The researchers suggested adding alerts to computerized ordering systems to remind doctors to think about whether or not a patient really needs an IV. But many hospitals already remind their staff to keep cost savings in mind, and such alerts cannot be tailored in a way that will make them correct in every situation. Adding staff such as hospital pharmacists who have the ability to make customized recommendations for each patient may be a better option, suggests Chris Lehmann, a Johns Hopkins neonatologist and senior author on the study.
There is a danger of over-reminding, Lau said in a statement. Constant reminders to the point where they stop paying attention. We need to study the best way to get doctors to switch from IV to oral medications.

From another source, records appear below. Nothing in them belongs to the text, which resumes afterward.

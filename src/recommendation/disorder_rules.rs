//! Disorder-specific recommendation rules
//!
//! Each disorder category maps to one rule set. Rule sets are stateless unit
//! structs; the engine resolves the right one once per request through
//! [`rules_for`] and calls it from the disorder stage.

use crate::config::EngineConfig;
use crate::disorder::DisorderCategory;
use crate::recommendation::context::{ClinicalContext, RuleInput};
use crate::types::{Priority, Recommendation, RecommendationType};

/// Rule set evaluated for patients of one disorder category
pub trait DisorderRules: Send + Sync {
    /// Category name used in log fields
    fn name(&self) -> &'static str;

    /// Emit the disorder-specific recommendations for this patient
    fn recommend(
        &self,
        ctx: &ClinicalContext<'_>,
        input: &RuleInput<'_>,
        config: &EngineConfig,
    ) -> Vec<Recommendation>;
}

/// Select the rule set for a disorder category
pub fn rules_for(category: DisorderCategory) -> &'static dyn DisorderRules {
    match category {
        DisorderCategory::Bipolar => &BipolarRules,
        DisorderCategory::Mdd => &MddRules,
        DisorderCategory::Ptsd => &PtsdRules,
        DisorderCategory::Anxiety | DisorderCategory::Panic => &AnxietyRules,
        DisorderCategory::Ocd => &OcdRules,
        DisorderCategory::Schizophrenia => &SchizophreniaRules,
        DisorderCategory::Bpd => &BpdRules,
        DisorderCategory::Substance => &SubstanceRules,
        DisorderCategory::SocialAnxiety
        | DisorderCategory::Adhd
        | DisorderCategory::EatingDisorder
        | DisorderCategory::Other => &NoDisorderRules,
    }
}

fn disorder(
    priority: Priority,
    message: &str,
    reason: impl Into<String>,
    action: &str,
) -> Recommendation {
    Recommendation::new(RecommendationType::Disorder, priority, message, reason, action)
}

fn mood(
    priority: Priority,
    message: &str,
    reason: impl Into<String>,
    action: &str,
) -> Recommendation {
    Recommendation::new(RecommendationType::Mood, priority, message, reason, action)
}

// ============================================================================
// Mood disorders
// ============================================================================

/// Bipolar disorder: early mania warning signs and mood variability
pub struct BipolarRules;

impl DisorderRules for BipolarRules {
    fn name(&self) -> &'static str {
        "bipolar"
    }

    fn recommend(
        &self,
        ctx: &ClinicalContext<'_>,
        input: &RuleInput<'_>,
        config: &EngineConfig,
    ) -> Vec<Recommendation> {
        let t = &config.disorder;
        let mut recs = Vec::new();

        if input.averages.sleep < t.bipolar_sleep_hours
            || input.averages.activity > ctx.steps_goal() * t.bipolar_activity_ratio
        {
            recs.push(disorder(
                Priority::High,
                "Monitor for manic/hypomanic symptoms",
                "Sleep reduction and/or activity increase - early manic warning signs",
                "mania_monitoring",
            ));
        }

        if let Some(trend) = input.trends.mood {
            if trend.percent_change.abs() > config.mood_variability.moderate_pct {
                recs.push(mood(
                    Priority::High,
                    "Mood stabilizer review recommended",
                    format!(
                        "Significant mood variability ({:.0}% change)",
                        trend.percent_change.abs()
                    ),
                    "mood_stabilizer_review",
                ));
            }
        }

        recs
    }
}

/// Major depressive disorder: treatment response
pub struct MddRules;

impl DisorderRules for MddRules {
    fn name(&self) -> &'static str {
        "mdd"
    }

    fn recommend(
        &self,
        ctx: &ClinicalContext<'_>,
        input: &RuleInput<'_>,
        config: &EngineConfig,
    ) -> Vec<Recommendation> {
        let t = &config.disorder;
        let mut recs = Vec::new();

        if input.averages.sleep < t.mdd_sleep_hours
            && input.averages.activity < ctx.steps_goal() * t.mdd_activity_ratio
        {
            recs.push(disorder(
                Priority::High,
                "Consider antidepressant adjustment or augmentation",
                "Combined sleep and activity decline - treatment response concerns",
                "medication_adjustment",
            ));
        }

        if let Some(trend) = input.trends.mood {
            if trend.change < t.mdd_mood_decline {
                recs.push(mood(
                    Priority::High,
                    "Increase therapy frequency or consider medication change",
                    "Mood declining despite treatment",
                    "treatment_intensification",
                ));
            }
        }

        recs
    }
}

/// Borderline personality disorder: safety and emotion regulation
pub struct BpdRules;

impl DisorderRules for BpdRules {
    fn name(&self) -> &'static str {
        "bpd"
    }

    fn recommend(
        &self,
        ctx: &ClinicalContext<'_>,
        input: &RuleInput<'_>,
        config: &EngineConfig,
    ) -> Vec<Recommendation> {
        let mut recs = Vec::new();

        if ctx.risk_score().is_some_and(|risk| risk > config.disorder.bpd_risk) {
            recs.push(disorder(
                Priority::High,
                "Check for self-harm ideation and DBT skills use",
                "Elevated risk in BPD - safety assessment needed",
                "safety_assessment",
            ));
        }

        if let Some(trend) = input.trends.mood {
            if trend.percent_change.abs() > config.mood_variability.high_pct {
                recs.push(mood(
                    Priority::Medium,
                    "Review emotion regulation DBT skills",
                    "High mood variability - core BPD symptom",
                    "dbt_skills_review",
                ));
            }
        }

        recs
    }
}

// ============================================================================
// Trauma and anxiety
// ============================================================================

/// Post-traumatic stress disorder: nightmares and hyperarousal
pub struct PtsdRules;

impl DisorderRules for PtsdRules {
    fn name(&self) -> &'static str {
        "ptsd"
    }

    fn recommend(
        &self,
        ctx: &ClinicalContext<'_>,
        input: &RuleInput<'_>,
        config: &EngineConfig,
    ) -> Vec<Recommendation> {
        let t = &config.disorder;
        let mut recs = Vec::new();

        if input.averages.sleep < t.ptsd_sleep_hours {
            recs.push(disorder(
                Priority::High,
                "Review nightmare frequency and Prazosin effectiveness",
                "Poor sleep common with PTSD nightmares",
                "nightmare_treatment_review",
            ));
        }

        if let Some(wearable) = ctx.wearable() {
            if input.averages.hrv < wearable.hrv_baseline * t.ptsd_hrv_ratio {
                recs.push(disorder(
                    Priority::Medium,
                    "Consider EMDR or prolonged exposure therapy",
                    "Low HRV suggests high hyperarousal - trauma processing may help",
                    "trauma_therapy",
                ));
            }
        }

        recs
    }
}

/// Generalized anxiety and panic disorders
pub struct AnxietyRules;

impl DisorderRules for AnxietyRules {
    fn name(&self) -> &'static str {
        "anxiety"
    }

    fn recommend(
        &self,
        ctx: &ClinicalContext<'_>,
        input: &RuleInput<'_>,
        config: &EngineConfig,
    ) -> Vec<Recommendation> {
        let t = &config.disorder;
        let mut recs = Vec::new();

        if let Some(wearable) = ctx.wearable() {
            if input.averages.hrv < wearable.hrv_baseline * t.anxiety_hrv_ratio {
                recs.push(disorder(
                    Priority::Medium,
                    "Teach diaphragmatic breathing and HRV biofeedback",
                    "Low HRV indicates autonomic dysregulation common in anxiety",
                    "breathing_training",
                ));
            }
        }

        if input.averages.sleep < t.anxiety_sleep_hours {
            recs.push(disorder(
                Priority::Medium,
                "Address sleep anxiety with CBT techniques",
                "Sleep disturbance perpetuates anxiety cycle",
                "cbt_sleep_anxiety",
            ));
        }

        recs
    }
}

/// Obsessive-compulsive disorder
pub struct OcdRules;

impl DisorderRules for OcdRules {
    fn name(&self) -> &'static str {
        "ocd"
    }

    fn recommend(
        &self,
        ctx: &ClinicalContext<'_>,
        _input: &RuleInput<'_>,
        config: &EngineConfig,
    ) -> Vec<Recommendation> {
        if ctx.risk_score().is_some_and(|risk| risk > config.disorder.ocd_risk) {
            vec![disorder(
                Priority::High,
                "Intensify ERP (Exposure Response Prevention) therapy",
                "Elevated risk suggests symptom exacerbation",
                "erp_intensify",
            )]
        } else {
            Vec::new()
        }
    }
}

// ============================================================================
// Psychosis and substance use
// ============================================================================

pub struct SchizophreniaRules;

impl DisorderRules for SchizophreniaRules {
    fn name(&self) -> &'static str {
        "schizophrenia"
    }

    fn recommend(
        &self,
        ctx: &ClinicalContext<'_>,
        input: &RuleInput<'_>,
        config: &EngineConfig,
    ) -> Vec<Recommendation> {
        let t = &config.disorder;
        let sleep = input.averages.sleep;
        let mut recs = Vec::new();

        if sleep < t.schizophrenia_sleep_min_hours || sleep > t.schizophrenia_sleep_max_hours {
            recs.push(disorder(
                Priority::High,
                "Monitor for psychotic symptom changes",
                "Sleep irregularity can trigger symptom relapse",
                "psychotic_symptom_monitoring",
            ));
        }

        if input.averages.activity < ctx.steps_goal() * t.schizophrenia_activity_ratio {
            recs.push(disorder(
                Priority::Medium,
                "Assess for negative symptoms and medication side effects",
                "Low activity may indicate amotivation or sedation",
                "negative_symptom_assessment",
            ));
        }

        recs
    }
}

pub struct SubstanceRules;

impl DisorderRules for SubstanceRules {
    fn name(&self) -> &'static str {
        "substance"
    }

    fn recommend(
        &self,
        ctx: &ClinicalContext<'_>,
        input: &RuleInput<'_>,
        config: &EngineConfig,
    ) -> Vec<Recommendation> {
        let t = &config.disorder;
        let mut recs = Vec::new();

        if input.averages.sleep < t.substance_sleep_hours {
            recs.push(disorder(
                Priority::High,
                "Screen for substance use relapse",
                "Poor sleep is both trigger and sign of relapse",
                "relapse_screening",
            ));
        }

        if input.averages.activity < ctx.steps_goal() * t.substance_activity_ratio {
            recs.push(disorder(
                Priority::Medium,
                "Encourage support group attendance and structured activities",
                "Low activity increases relapse risk - need structure",
                "structure_intervention",
            ));
        }

        recs
    }
}

/// Categories without a dedicated rule set
pub struct NoDisorderRules;

impl DisorderRules for NoDisorderRules {
    fn name(&self) -> &'static str {
        "none"
    }

    fn recommend(
        &self,
        _ctx: &ClinicalContext<'_>,
        _input: &RuleInput<'_>,
        _config: &EngineConfig,
    ) -> Vec<Recommendation> {
        Vec::new()
    }
}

Though swapping pills for IVs when possible is a simple cost saving measure, the challenge is educating doctors and getting them to comply, Lau said.
Lehmann said the reason these changes are difficult to implement is that a doctor's first priority is to the well being of his or her patient. He said the price of medication is the last thing he worries about when a critically ill baby needs treatment.
While this is in the best interest of hospitals, it is not foremost in the mind of the clinician, Lehmann said.